A Reaxys search unfortunately doesn't show anything for [5,5]-rotane, but in general, many such compounds have been made. A lot of the articles are in German or French (there are quite a few such articles). However, I did find one in English: J. Am. Chem. Soc. 1998, 120 (2), 317–328.
The authors synthesised and obtained X-ray structures of a number of rotanes, among them [5,4]rotane, which is the closest to the [5,5] that you are looking for. I quote:
In [5.4]rotane (7), the cyclopentane ring adopts a slightly distorted envelope conformation: C(1), C(5), C(9), and C(17) form an almost perfect plane (mean deviation 0.021 Å), while the flap atom C(13) is located 0.684 Å above this plane. The cyclobutane rings at C(13) and C(9) are nearly planar (φ = 9.7°) and planar (φ = 0.2°), respectively. The remaining three cyclobutane rings are moderately puckered (φ = 23.1, 26.5, and 28.2°).

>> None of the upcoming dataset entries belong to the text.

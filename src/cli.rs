use std::path::PathBuf;
use std::sync::LazyLock;

use clap::{ArgAction, Args, Parser, Subcommand};

use crate::config::{get_cache_dir, get_config_dir, get_data_dir};
use crate::descriptor::Format;
use crate::store::PackageSelector;

/// Meta configuration manager for scm.
#[derive(Parser, Debug)]
#[command(author, version = version(), about)]
pub struct Cli {
    /// Increase output verbosity (-v info, -vv debug)
    #[arg(short, long, action = ArgAction::Count, global = true)]
    pub verbose: u8,

    /// The mcm data directory
    #[arg(short = 'd', long = "mcm-dir", value_name = "MCM_DIR", global = true)]
    pub mcm_dir: Option<PathBuf>,

    /// The mcm cache directory
    #[arg(long, value_name = "DIR", global = true)]
    pub cache_dir: Option<PathBuf>,

    #[command(subcommand)]
    pub command: Command,
}

#[derive(Subcommand, Debug)]
pub enum Command {
    /// Checks meta-package descriptors against the schema without loading them
    Validate(ValidateArgs),

    /// Loads new meta-packages into mcm
    Load {
        /// Replace an already loaded meta-package of the same name
        #[arg(long)]
        replace: bool,

        #[arg(required = true, value_name = "META_PACKAGE_FILE")]
        files: Vec<PathBuf>,
    },

    /// Unloads and removes existing meta-packages from mcm
    Unload {
        #[arg(required = true, value_name = "META_PACKAGE_NAME")]
        names: Vec<String>,
    },

    /// Lists all packages from all loaded meta-packages
    List {
        /// Print JSON instead of text
        #[arg(long)]
        json: bool,
    },

    /// Prints a loaded meta-package, optionally restricted to some of its packages
    Show {
        /// Print JSON instead of TOML
        #[arg(long)]
        json: bool,

        #[arg(value_name = "META_PACKAGE[.PACKAGE_REGEX]")]
        selector: PackageSelector,
    },

    /// Prints the meta-package schema in effect
    Schema,
}

#[derive(Args, Debug)]
pub struct ValidateArgs {
    /// Report fields the schema does not declare
    #[arg(long, conflicts_with = "lenient")]
    pub strict: bool,

    /// Ignore fields the schema does not declare
    #[arg(long)]
    pub lenient: bool,

    /// Input format, inferred from the file extension by default
    #[arg(long, value_name = "FORMAT")]
    pub format: Option<Format>,

    /// Validate against this JSON schema instead of the configured one
    #[arg(long, value_name = "FILE")]
    pub schema: Option<PathBuf>,

    /// Print a JSON report
    #[arg(long)]
    pub json: bool,

    /// Descriptor files, `-` for stdin
    #[arg(required = true, value_name = "FILE")]
    pub files: Vec<PathBuf>,
}

static VERSION_MESSAGE: LazyLock<String> = LazyLock::new(|| {
    format!(
        "{}-{} ({})",
        env!("CARGO_PKG_VERSION"),
        option_env!("VERGEN_GIT_DESCRIBE").unwrap_or("unknown"),
        option_env!("VERGEN_BUILD_DATE").unwrap_or("unknown"),
    )
});

pub fn version() -> String {
    let author = clap::crate_authors!();

    let config_dir_path = get_config_dir().display().to_string();
    let data_dir_path = get_data_dir().display().to_string();
    let cache_dir_path = get_cache_dir().display().to_string();

    format!(
        "\
{}

Authors: {author}

Config directory: {config_dir_path}
Data directory: {data_dir_path}
Cache directory: {cache_dir_path}",
        &*VERSION_MESSAGE
    )
}

#[cfg(test)]
mod tests {
    use super::*;
    use clap::CommandFactory;
    use pretty_assertions::assert_eq;

    #[test]
    fn test_cli_is_well_formed() {
        Cli::command().debug_assert();
    }

    #[test]
    fn test_parse_validate() {
        let cli = Cli::parse_from([
            "mcm", "-vv", "validate", "--strict", "--format", "JSON5", "a.json5", "-",
        ]);
        assert_eq!(cli.verbose, 2);
        let Command::Validate(args) = cli.command else {
            panic!("expected validate");
        };
        assert!(args.strict);
        assert_eq!(args.format, Some(Format::Json5));
        assert_eq!(args.files, vec![PathBuf::from("a.json5"), PathBuf::from("-")]);
    }

    #[test]
    fn test_strict_conflicts_with_lenient() {
        let result = Cli::try_parse_from(["mcm", "validate", "--strict", "--lenient", "a.toml"]);
        assert!(result.is_err());
    }

    #[test]
    fn test_parse_show_selector() {
        let cli = Cli::parse_from(["mcm", "show", "dotfiles.vim", "-d", "/tmp/mcm"]);
        assert_eq!(cli.mcm_dir, Some(PathBuf::from("/tmp/mcm")));
        let Command::Show { selector, json } = cli.command else {
            panic!("expected show");
        };
        assert!(!json);
        assert_eq!(selector.to_string(), "dotfiles.vim");
    }

    #[test]
    fn test_show_rejects_empty_meta_package() {
        assert!(Cli::try_parse_from(["mcm", "show", ".vim"]).is_err());
    }
}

The torsion angle φ of cyclobutane refers to the angle between the two planes that define the molecule. A completely planar four-membered ring would have φ = 0°, and an increasing value of φ indicates greater deviation from planarity:
As you can see in the X-ray structure, the five attached cyclobutane rings do eclipse each other to a certain extent: the obvious exception is the ring fused to C(13). This is not a very surprising conclusion at all. The envelope conformation of unsubstituted cyclopentane is known to suffer from torsional strain (i.e. unfavourable eclipsing interactions between substituents). Carey and Sundberg's Advanced Organic Chemistry, Part A writes (pp 162–3):
There is minimal angle strain in cyclopentane, but considerable torsional strain is present. Cyclopentane is nonplanar and the two minimum energy geometries are the envelope and the half-chair. [...] The planar portions of both conformations have torsional strain owing to C−H and C−C bond eclipsing.
There's a ton more information in the paper, and I'd recommend giving it a read if you are interested - I just tried to pick out the parts directly relevant to your question here, since you indicated that you were interested in the conformation of such a compound.